Ögelerin dizilişindeki genel eğilim şöyledir: Yüklem, cümlenin sonunda bulunur. Belirtisiz nesne ve bazı zarflar, yüklemin yanında yer alır. Diğer ögelerin yeri değişkendir. Genellikle vurgulanmak istenen öge yüklemin yanında bulunur. Buna göre cümlenin ögeleri şunlardır:

6.1.1.1. Yüklem

Cümlede yargıyı üzerinde taşıyan öge, yüklemdir. Kılış, oluş ve durum yüklem tarafından karşılanır. Yüklem cümlenin ana ögesidir.

Örnekler:

Akşehir’de sonbahar kısa sürer. Gökyüzünün başka rengi de varmış. Sakla samanı, gelir zamanı

Çoğu geceler uyur kalırmışım kitabımın başında.

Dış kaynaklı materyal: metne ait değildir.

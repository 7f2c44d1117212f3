//! SQLite database management

use rusqlite::Connection;
use std::path::PathBuf;
use std::sync::{Arc, Mutex};
use thiserror::Error;

use super::migrations;

#[derive(Error, Debug)]
pub enum DatabaseError {
    #[error("SQLite error: {0}")]
    Sqlite(#[from] rusqlite::Error),
    #[error("Failed to create data directory: {0}")]
    CreateDir(std::io::Error),
    #[error("Stored value is malformed: {0}")]
    Corrupt(String),
    #[error("Lock poisoned")]
    LockPoisoned,
    #[error("Background task failed: {0}")]
    Join(String),
}

/// Database connection wrapper
#[derive(Clone)]
pub struct Database {
    conn: Arc<Mutex<Connection>>,
    /// Path to the database file
    pub path: PathBuf,
}

impl Database {
    /// Open or create a database at the specified path
    pub fn open(path: PathBuf) -> Result<Self, DatabaseError> {
        if let Some(parent) = path.parent() {
            std::fs::create_dir_all(parent).map_err(DatabaseError::CreateDir)?;
        }

        let mut conn = Connection::open(&path)?;
        migrations::run_migrations(&mut conn)?;

        Ok(Self {
            conn: Arc::new(Mutex::new(conn)),
            path,
        })
    }

    /// Open database in the default location (~/.colosseum/colosseum.db)
    pub fn open_default() -> Result<Self, DatabaseError> {
        Self::open(crate::util::database_path())
    }

    /// In-memory database with the full schema
    pub fn open_in_memory() -> Result<Self, DatabaseError> {
        let mut conn = Connection::open_in_memory()?;
        migrations::run_migrations(&mut conn)?;
        Ok(Self {
            conn: Arc::new(Mutex::new(conn)),
            path: PathBuf::from(":memory:"),
        })
    }

    /// Get a reference to the connection (for stores)
    pub fn connection(&self) -> Arc<Mutex<Connection>> {
        self.conn.clone()
    }

    /// Execute a closure with the connection
    pub fn with_connection<F, T>(&self, f: F) -> Result<T, DatabaseError>
    where
        F: FnOnce(&Connection) -> Result<T, DatabaseError>,
    {
        let conn = self.conn.lock().map_err(|_| DatabaseError::LockPoisoned)?;
        f(&conn)
    }
}

impl std::fmt::Debug for Database {
    fn fmt(&self, f: &mut std::fmt::Formatter<'_>) -> std::fmt::Result {
        f.debug_struct("Database")
            .field("path", &self.path)
            .finish()
    }
}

Birinci cümlenin yüklemi çekimli bir fiil, ikinci cümlenin yüklemi ise ek-fiilin anlatılan geçmiş zaman kipiyle “-(i)mış” ekiyle çekime girmiştir ve isimdir. Üçüncü cümlede iki yüklem görülmektedir. Bir cümlenin sadece bir yüklemi vardır. İki yüklem olması demek burada iki cümle olduğunu gösterir. Dördüncü cümlede ise yüklemin ortada olduğunu görüyoruz. Şiirler de veya düzyazılarda bazen ahenk unsuru olarak yüklemin başa ya da ortalara kaydığını görebiliriz. Ancak Türkçenin söz diziminde yüklem genel olarak sonda yer alır.

6.1.1.2. Özne

Cümlede işi yapanı veya yargıya konu olanı karşılayan öge, öznedir. Özne, yüklemin gösterdiği kılışı, oluşu ve durumu üzerine alır.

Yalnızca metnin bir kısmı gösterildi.